Nothing but an exact copy of the data should be given.

(Data extracted from a collection)
########

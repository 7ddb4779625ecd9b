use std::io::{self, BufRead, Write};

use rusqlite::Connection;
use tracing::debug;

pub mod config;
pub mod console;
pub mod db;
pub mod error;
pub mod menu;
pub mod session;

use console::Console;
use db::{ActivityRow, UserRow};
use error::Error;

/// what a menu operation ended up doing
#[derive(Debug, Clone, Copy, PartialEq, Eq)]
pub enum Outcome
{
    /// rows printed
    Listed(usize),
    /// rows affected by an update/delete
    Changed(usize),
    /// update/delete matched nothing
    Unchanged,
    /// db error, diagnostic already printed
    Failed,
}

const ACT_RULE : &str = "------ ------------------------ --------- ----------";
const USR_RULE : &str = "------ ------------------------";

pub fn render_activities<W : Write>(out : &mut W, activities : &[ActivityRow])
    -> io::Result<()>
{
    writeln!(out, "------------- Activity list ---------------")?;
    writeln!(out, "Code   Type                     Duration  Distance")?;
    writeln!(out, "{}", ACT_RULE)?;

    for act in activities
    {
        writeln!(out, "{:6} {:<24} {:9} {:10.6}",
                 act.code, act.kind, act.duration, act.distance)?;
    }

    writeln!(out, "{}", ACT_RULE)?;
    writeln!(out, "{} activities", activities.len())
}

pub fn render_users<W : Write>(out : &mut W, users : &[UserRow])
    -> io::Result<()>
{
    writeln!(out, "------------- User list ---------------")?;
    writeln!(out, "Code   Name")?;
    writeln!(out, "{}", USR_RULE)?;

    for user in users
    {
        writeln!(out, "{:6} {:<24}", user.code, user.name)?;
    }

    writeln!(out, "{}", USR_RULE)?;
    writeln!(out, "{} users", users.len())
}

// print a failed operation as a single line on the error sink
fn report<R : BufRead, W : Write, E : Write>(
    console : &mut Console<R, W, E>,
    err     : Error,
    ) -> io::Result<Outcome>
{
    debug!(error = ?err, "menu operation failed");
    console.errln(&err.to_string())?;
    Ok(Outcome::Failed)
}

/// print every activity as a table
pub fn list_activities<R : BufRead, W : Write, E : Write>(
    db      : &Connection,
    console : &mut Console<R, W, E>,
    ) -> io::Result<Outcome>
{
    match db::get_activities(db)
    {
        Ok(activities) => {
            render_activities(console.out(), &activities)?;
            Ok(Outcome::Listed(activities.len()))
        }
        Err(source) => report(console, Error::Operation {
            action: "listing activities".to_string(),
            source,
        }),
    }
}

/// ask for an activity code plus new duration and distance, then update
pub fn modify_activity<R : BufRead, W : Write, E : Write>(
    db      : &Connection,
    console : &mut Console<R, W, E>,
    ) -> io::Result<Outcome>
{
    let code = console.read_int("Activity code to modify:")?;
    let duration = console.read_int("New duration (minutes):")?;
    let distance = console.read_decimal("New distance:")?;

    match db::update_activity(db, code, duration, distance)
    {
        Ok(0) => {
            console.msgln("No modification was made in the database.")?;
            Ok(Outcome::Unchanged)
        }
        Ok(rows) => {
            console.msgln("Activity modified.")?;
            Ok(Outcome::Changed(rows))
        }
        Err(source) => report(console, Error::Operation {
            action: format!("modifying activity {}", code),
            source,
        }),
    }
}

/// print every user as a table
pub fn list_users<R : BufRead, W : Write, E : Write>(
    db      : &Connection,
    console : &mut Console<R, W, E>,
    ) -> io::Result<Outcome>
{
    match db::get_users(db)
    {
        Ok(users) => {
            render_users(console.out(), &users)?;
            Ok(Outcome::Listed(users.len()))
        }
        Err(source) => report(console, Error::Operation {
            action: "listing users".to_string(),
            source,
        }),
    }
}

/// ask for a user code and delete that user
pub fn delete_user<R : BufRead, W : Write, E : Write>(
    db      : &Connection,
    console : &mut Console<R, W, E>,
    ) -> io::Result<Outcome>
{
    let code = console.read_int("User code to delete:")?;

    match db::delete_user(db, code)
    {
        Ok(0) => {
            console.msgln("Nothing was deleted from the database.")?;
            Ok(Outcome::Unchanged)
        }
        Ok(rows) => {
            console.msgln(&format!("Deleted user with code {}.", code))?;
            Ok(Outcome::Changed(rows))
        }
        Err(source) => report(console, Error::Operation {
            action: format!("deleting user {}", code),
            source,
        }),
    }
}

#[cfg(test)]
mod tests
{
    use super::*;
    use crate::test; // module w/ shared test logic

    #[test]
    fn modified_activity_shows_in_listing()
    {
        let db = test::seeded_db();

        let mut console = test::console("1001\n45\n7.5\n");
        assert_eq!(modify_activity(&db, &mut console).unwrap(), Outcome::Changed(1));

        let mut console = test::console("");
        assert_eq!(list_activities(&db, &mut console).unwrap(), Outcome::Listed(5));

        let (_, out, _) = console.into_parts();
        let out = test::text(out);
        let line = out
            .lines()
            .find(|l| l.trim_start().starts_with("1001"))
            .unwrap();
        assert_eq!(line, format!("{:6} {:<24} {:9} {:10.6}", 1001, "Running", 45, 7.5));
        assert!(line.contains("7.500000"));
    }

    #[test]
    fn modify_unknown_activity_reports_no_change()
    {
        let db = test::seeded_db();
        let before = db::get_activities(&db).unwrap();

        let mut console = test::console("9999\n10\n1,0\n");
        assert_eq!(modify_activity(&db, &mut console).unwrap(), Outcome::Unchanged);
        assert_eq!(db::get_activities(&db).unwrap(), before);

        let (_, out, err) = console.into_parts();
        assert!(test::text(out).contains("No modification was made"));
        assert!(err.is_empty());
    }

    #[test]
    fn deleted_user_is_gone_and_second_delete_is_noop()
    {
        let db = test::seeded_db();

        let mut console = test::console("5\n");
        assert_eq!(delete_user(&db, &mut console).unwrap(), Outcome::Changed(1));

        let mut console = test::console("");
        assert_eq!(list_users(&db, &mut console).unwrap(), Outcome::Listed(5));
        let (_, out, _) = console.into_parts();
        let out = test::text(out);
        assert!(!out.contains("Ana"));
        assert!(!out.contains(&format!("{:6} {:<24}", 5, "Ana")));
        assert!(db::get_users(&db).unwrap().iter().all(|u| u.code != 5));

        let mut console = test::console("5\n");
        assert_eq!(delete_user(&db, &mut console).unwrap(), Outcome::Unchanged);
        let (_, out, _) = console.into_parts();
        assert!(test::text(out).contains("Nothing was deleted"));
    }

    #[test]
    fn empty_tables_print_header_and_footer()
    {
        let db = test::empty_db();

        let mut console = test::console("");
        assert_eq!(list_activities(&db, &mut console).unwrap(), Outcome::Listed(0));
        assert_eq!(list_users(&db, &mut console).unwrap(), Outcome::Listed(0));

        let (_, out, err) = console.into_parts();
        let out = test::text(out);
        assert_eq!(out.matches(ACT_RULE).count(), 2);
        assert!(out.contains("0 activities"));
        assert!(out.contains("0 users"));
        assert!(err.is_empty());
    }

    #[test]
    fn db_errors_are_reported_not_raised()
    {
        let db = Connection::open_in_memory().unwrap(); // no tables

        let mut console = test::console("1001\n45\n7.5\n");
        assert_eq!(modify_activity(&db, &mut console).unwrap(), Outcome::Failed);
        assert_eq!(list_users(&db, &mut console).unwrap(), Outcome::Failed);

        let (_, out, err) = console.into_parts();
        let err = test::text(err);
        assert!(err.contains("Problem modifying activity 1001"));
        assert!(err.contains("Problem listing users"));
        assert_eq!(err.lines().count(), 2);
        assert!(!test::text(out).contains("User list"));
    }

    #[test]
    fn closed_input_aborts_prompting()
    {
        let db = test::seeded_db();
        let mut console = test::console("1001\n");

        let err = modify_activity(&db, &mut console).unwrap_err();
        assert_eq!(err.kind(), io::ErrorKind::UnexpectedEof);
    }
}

########

ANSWER -
repository 7ddb4779625ecd9b
use std::io::{self, BufRead, Write};

use rusqlite::Connection;
use tracing::debug;

pub mod config;
pub mod console;
pub mod db;
pub mod error;
pub mod menu;
pub mod session;

use console::Console;
use db::{ActivityRow, UserRow};
use error::Error;

/// what a menu operation ended up doing
#[derive(Debug, Clone, Copy, PartialEq, Eq)]
pub enum Outcome
{
    /// rows printed
    Listed(usize),
    /// rows affected by an update/delete
    Changed(usize),
    /// update/delete matched nothing
    Unchanged,
    /// db error, diagnostic already printed
    Failed,
}

const ACT_RULE : &str = "------ ------------------------ --------- ----------";
const USR_RULE : &str = "------ ------------------------";

pub fn render_activities<W : Write>(out : &mut W, activities : &[ActivityRow])
    -> io::Result<()>
{
    writeln!(out, "------------- Activity list ---------------")?;
    writeln!(out, "Code   Type                     Duration  Distance")?;
    writeln!(out, "{}", ACT_RULE)?;

    for act in activities
    {
        writeln!(out, "{:6} {:<24} {:9} {:10.6}",
                 act.code, act.kind, act.duration, act.distance)?;
    }

    writeln!(out, "{}", ACT_RULE)?;
    writeln!(out, "{} activities", activities.len())
}

pub fn render_users<W : Write>(out : &mut W, users : &[UserRow])
    -> io::Result<()>
{
    writeln!(out, "------------- User list ---------------")?;
    writeln!(out, "Code   Name")?;
    writeln!(out, "{}", USR_RULE)?;

    for user in users
    {
        writeln!(out, "{:6} {:<24}", user.code, user.name)?;
    }

    writeln!(out, "{}", USR_RULE)?;
    writeln!(out, "{} users", users.len())
}

// print a failed operation as a single line on the error sink
fn report<R : BufRead, W : Write, E : Write>(
    console : &mut Console<R, W, E>,
    err     : Error,
    ) -> io::Result<Outcome>
{
    debug!(error = ?err, "menu operation failed");
    console.errln(&err.to_string())?;
    Ok(Outcome::Failed)
}

/// print every activity as a table
pub fn list_activities<R : BufRead, W : Write, E : Write>(
    db      : &Connection,
    console : &mut Console<R, W, E>,
    ) -> io::Result<Outcome>
{
    match db::get_activities(db)
    {
        Ok(activities) => {
            render_activities(console.out(), &activities)?;
            Ok(Outcome::Listed(activities.len()))
        }
        Err(source) => report(console, Error::Operation {
            action: "listing activities".to_string(),
            source,
        }),
    }
}

/// ask for an activity code plus new duration and distance, then update
pub fn modify_activity<R : BufRead, W : Write, E : Write>(
    db      : &Connection,
    console : &mut Console<R, W, E>,
    ) -> io::Result<Outcome>
{
    let code = console.read_int("Activity code to modify:")?;
    let duration = console.read_int("New duration (minutes):")?;
    let distance = console.read_decimal("New distance:")?;

    match db::update_activity(db, code, duration, distance)
    {
        Ok(0) => {
            console.msgln("No modification was made in the database.")?;
            Ok(Outcome::Unchanged)
        }
        Ok(rows) => {
            console.msgln("Activity modified.")?;
            Ok(Outcome::Changed(rows))
        }
        Err(source) => report(console, Error::Operation {
            action: format!("modifying activity {}", code),
            source,
        }),
    }
}

/// print every user as a table
pub fn list_users<R : BufRead, W : Write, E : Write>(
    db      : &Connection,
    console : &mut Console<R, W, E>,
    ) -> io::Result<Outcome>
{
    match db::get_users(db)
    {
        Ok(users) => {
            render_users(console.out(), &users)?;
            Ok(Outcome::Listed(users.len()))
        }
        Err(source) => report(console, Error::Operation {
            action: "listing users".to_string(),
            source,
        }),
    }
}

/// ask for a user code and delete that user
pub fn delete_user<R : BufRead, W : Write, E : Write>(
    db      : &Connection,
    console : &mut Console<R, W, E>,
    ) -> io::Result<Outcome>
{
    let code = console.read_int("User code to delete:")?;

    match db::delete_user(db, code)
    {
        Ok(0) => {
            console.msgln("Nothing was deleted from the database.")?;
            Ok(Outcome::Unchanged)
        }
        Ok(rows) => {
            console.msgln(&format!("Deleted user with code {}.", code))?;
            Ok(Outcome::Changed(rows))
        }
        Err(source) => report(console, Error::Operation {
            action: format!("deleting user {}", code),
            source,
        }),
    }
}

#[cfg(test)]
mod tests
{
    use super::*;
    use crate::test; // module w/ shared test logic

    #[test]
    fn modified_activity_shows_in_listing()
    {
        let db = test::seeded_db();

        let mut console = test::console("1001\n45\n7.5\n");
        assert_eq!(modify_activity(&db, &mut console).unwrap(), Outcome::Changed(1));

        let mut console = test::console("");
        assert_eq!(list_activities(&db, &mut console).unwrap(), Outcome::Listed(5));

        let (_, out, _) = console.into_parts();
        let out = test::text(out);
        let line = out
            .lines()
            .find(|l| l.trim_start().starts_with("1001"))
            .unwrap();
        assert_eq!(line, format!("{:6} {:<24} {:9} {:10.6}", 1001, "Running", 45, 7.5));
        assert!(line.contains("7.500000"));
    }

    #[test]
    fn modify_unknown_activity_reports_no_change()
    {
        let db = test::seeded_db();
        let before = db::get_activities(&db).unwrap();

        let mut console = test::console("9999\n10\n1,0\n");
        assert_eq!(modify_activity(&db, &mut console).unwrap(), Outcome::Unchanged);
        assert_eq!(db::get_activities(&db).unwrap(), before);

        let (_, out, err) = console.into_parts();
        assert!(test::text(out).contains("No modification was made"));
        assert!(err.is_empty());
    }

    #[test]
    fn deleted_user_is_gone_and_second_delete_is_noop()
    {
        let db = test::seeded_db();

        let mut console = test::console("5\n");
        assert_eq!(delete_user(&db, &mut console).unwrap(), Outcome::Changed(1));

        let mut console = test::console("");
        assert_eq!(list_users(&db, &mut console).unwrap(), Outcome::Listed(5));
        let (_, out, _) = console.into_parts();
        let out = test::text(out);
        assert!(!out.contains("Ana"));
        assert!(!out.contains(&format!("{:6} {:<24}", 5, "Ana")));
        assert!(db::get_users(&db).unwrap().iter().all(|u| u.code != 5));

        let mut console = test::console("5\n");
        assert_eq!(delete_user(&db, &mut console).unwrap(), Outcome::Unchanged);
        let (_, out, _) = console.into_parts();
        assert!(test::text(out).contains("Nothing was deleted"));
    }

    #[test]
    fn empty_tables_print_header_and_footer()
    {
        let db = test::empty_db();

        let mut console = test::console("");
        assert_eq!(list_activities(&db, &mut console).unwrap(), Outcome::Listed(0));
        assert_eq!(list_users(&db, &mut console).unwrap(), Outcome::Listed(0));

        let (_, out, err) = console.into_parts();
        let out = test::text(out);
        assert_eq!(out.matches(ACT_RULE).count(), 2);
        assert!(out.contains("0 activities"));
        assert!(out.contains("0 users"));
        assert!(err.is_empty());
    }

    #[test]
    fn db_errors_are_reported_not_raised()
    {
        let db = Connection::open_in_memory().unwrap(); // no tables

        let mut console = test::console("1001\n45\n7.5\n");
        assert_eq!(modify_activity(&db, &mut console).unwrap(), Outcome::Failed);
        assert_eq!(list_users(&db, &mut console).unwrap(), Outcome::Failed);

        let (_, out, err) = console.into_parts();
        let err = test::text(err);
        assert!(err.contains("Problem modifying activity 1001"));
        assert!(err.contains("Problem listing users"));
        assert_eq!(err.lines().count(), 2);
        assert!(!test::text(out).contains("User list"));
    }

    #[test]
    fn closed_input_aborts_prompting()
    {
        let db = test::seeded_db();
        let mut console = test::console("1001\n");

        let err = modify_activity(&db, &mut console).unwrap_err();
        assert_eq!(err.kind(), io::ErrorKind::UnexpectedEof);
    }
}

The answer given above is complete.